Frances Elizabeth Allen (August 4, 1932 – August 4, 2020)[2] was an American computer scientist and pioneer in the field of optimizing compilers.[3][4][5] Allen was the first woman to become an IBM Fellow and in 2006 became the first woman to win the Turing Award.[6] Her achievements include seminal work in compilers, program optimization, and parallelization.[7] She worked for IBM from 1957 to 2002 and subsequently, was a Fellow Emerita.[8]

Early life and education[edit]

Allen grew up on a farm in Peru, New York, near Lake Champlain, as the oldest of six children.
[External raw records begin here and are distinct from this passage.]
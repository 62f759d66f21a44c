//! ConsoleRenderer: flushes styled lines to a terminal (or any writer).
//!
//! Lines are encoded into an internal byte buffer with crossterm commands and
//! written in one call, so a half-drawn line never reaches the terminal.

use std::io::{self, Write};

use anyhow::Result;

use crossterm::{
    style::{Attribute, Color, Print, ResetColor, SetAttribute, SetForegroundColor},
    QueueableCommand,
};

use crate::style::{Rgb, TextStyle};
use crate::view::Line;

pub struct ConsoleRenderer<W: Write = io::Stdout> {
    out: W,
    buf: Vec<u8>,
    color: bool,
}

impl ConsoleRenderer<io::Stdout> {
    pub fn stdout(color: bool) -> Self {
        Self::new(io::stdout(), color)
    }
}

impl<W: Write> ConsoleRenderer<W> {
    pub fn new(out: W, color: bool) -> Self {
        Self {
            out,
            buf: Vec::with_capacity(1024),
            color,
        }
    }

    /// Draw a line followed by a newline.
    pub fn draw_line(&mut self, line: &Line) -> Result<()> {
        self.buf.clear();
        encode_line_into(line, self.color, &mut self.buf)?;
        self.buf.push(b'\n');
        self.flush_buf()
    }

    pub fn draw_lines(&mut self, lines: &[Line]) -> Result<()> {
        self.buf.clear();
        for line in lines {
            encode_line_into(line, self.color, &mut self.buf)?;
            self.buf.push(b'\n');
        }
        self.flush_buf()
    }

    /// Empty line.
    pub fn blank(&mut self) -> Result<()> {
        self.draw_line(&Line::default())
    }

    /// Draw a line without a newline and flush, leaving the cursor after it.
    pub fn prompt(&mut self, line: &Line) -> Result<()> {
        self.buf.clear();
        encode_line_into(line, self.color, &mut self.buf)?;
        self.flush_buf()
    }

    /// Reset terminal styling. Safe to call on any exit path.
    pub fn reset(&mut self) -> Result<()> {
        if !self.color {
            return Ok(());
        }
        self.buf.clear();
        self.buf.queue(ResetColor)?;
        self.buf.queue(SetAttribute(Attribute::Reset))?;
        self.flush_buf()
    }

    pub fn into_inner(self) -> W {
        self.out
    }

    fn flush_buf(&mut self) -> Result<()> {
        self.out.write_all(&self.buf)?;
        self.out.flush()?;
        Ok(())
    }
}

/// Encode one line (without newline) into `out`.
///
/// With `color = false` only the text is written.
pub fn encode_line_into(line: &Line, color: bool, out: &mut Vec<u8>) -> Result<()> {
    if !color {
        for span in &line.spans {
            out.extend_from_slice(span.text.as_bytes());
        }
        return Ok(());
    }

    let mut current_style: Option<TextStyle> = None;
    for span in &line.spans {
        if current_style != Some(span.style) {
            apply_style_into(out, span.style)?;
            current_style = Some(span.style);
        }
        out.queue(Print(&span.text))?;
    }

    if current_style.is_some_and(|s| s != TextStyle::PLAIN) {
        out.queue(ResetColor)?;
        out.queue(SetAttribute(Attribute::Reset))?;
    }
    Ok(())
}

fn apply_style_into(out: &mut Vec<u8>, style: TextStyle) -> Result<()> {
    out.queue(ResetColor)?;
    out.queue(SetAttribute(Attribute::Reset))?;
    if let Some(fg) = style.fg {
        out.queue(SetForegroundColor(rgb_to_color(fg)))?;
    }
    if style.bold {
        out.queue(SetAttribute(Attribute::Bold))?;
    }
    Ok(())
}

fn rgb_to_color(rgb: Rgb) -> Color {
    Color::Rgb {
        r: rgb.r,
        g: rgb.g,
        b: rgb.b,
    }
}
Her father was a farmer, and her mother an elementary-school teacher.[8] Her early elementary education took place in a one-room school house one mile away from her home, and she later attended a local high school.[9]

She was graduated from The New York State College for Teachers (now part of the State University of New York at Albany, SUNY) with a Bachelor of Science degree in mathematics in 1954 and began teaching school in Peru, New York.[9] After two years, she enrolled at the University of Michigan and earned a Master of Science degree in mathematics in 1957.[10]

Career and research[edit]

Deeply in debt with student loans, she joined IBM Research in Poughkeepsie, New York, as a programmer in 1957, where she taught incoming employees the basics of Fortran. She planned to return to teaching once her student loans had been paid, but ended up staying with IBM for her entire 45-year career. Allen was assigned to the Harvest project for code breaking with the National Security Agency in 1959 and worked on a programming language called Alpha.[6] She managed the compiler-optimization team for both Harvest and the Stretch project. In 1962, she was transferred to Thomas J. Watson Research Center, where she contributed to the ACS-1 project and in the 1970s to PL/I. During these years, she worked with fellow researcher John Cocke to write a series of seminal papers on optimizing compilers, helping to improve the efficiency of machine code translated from high-level languages.[2]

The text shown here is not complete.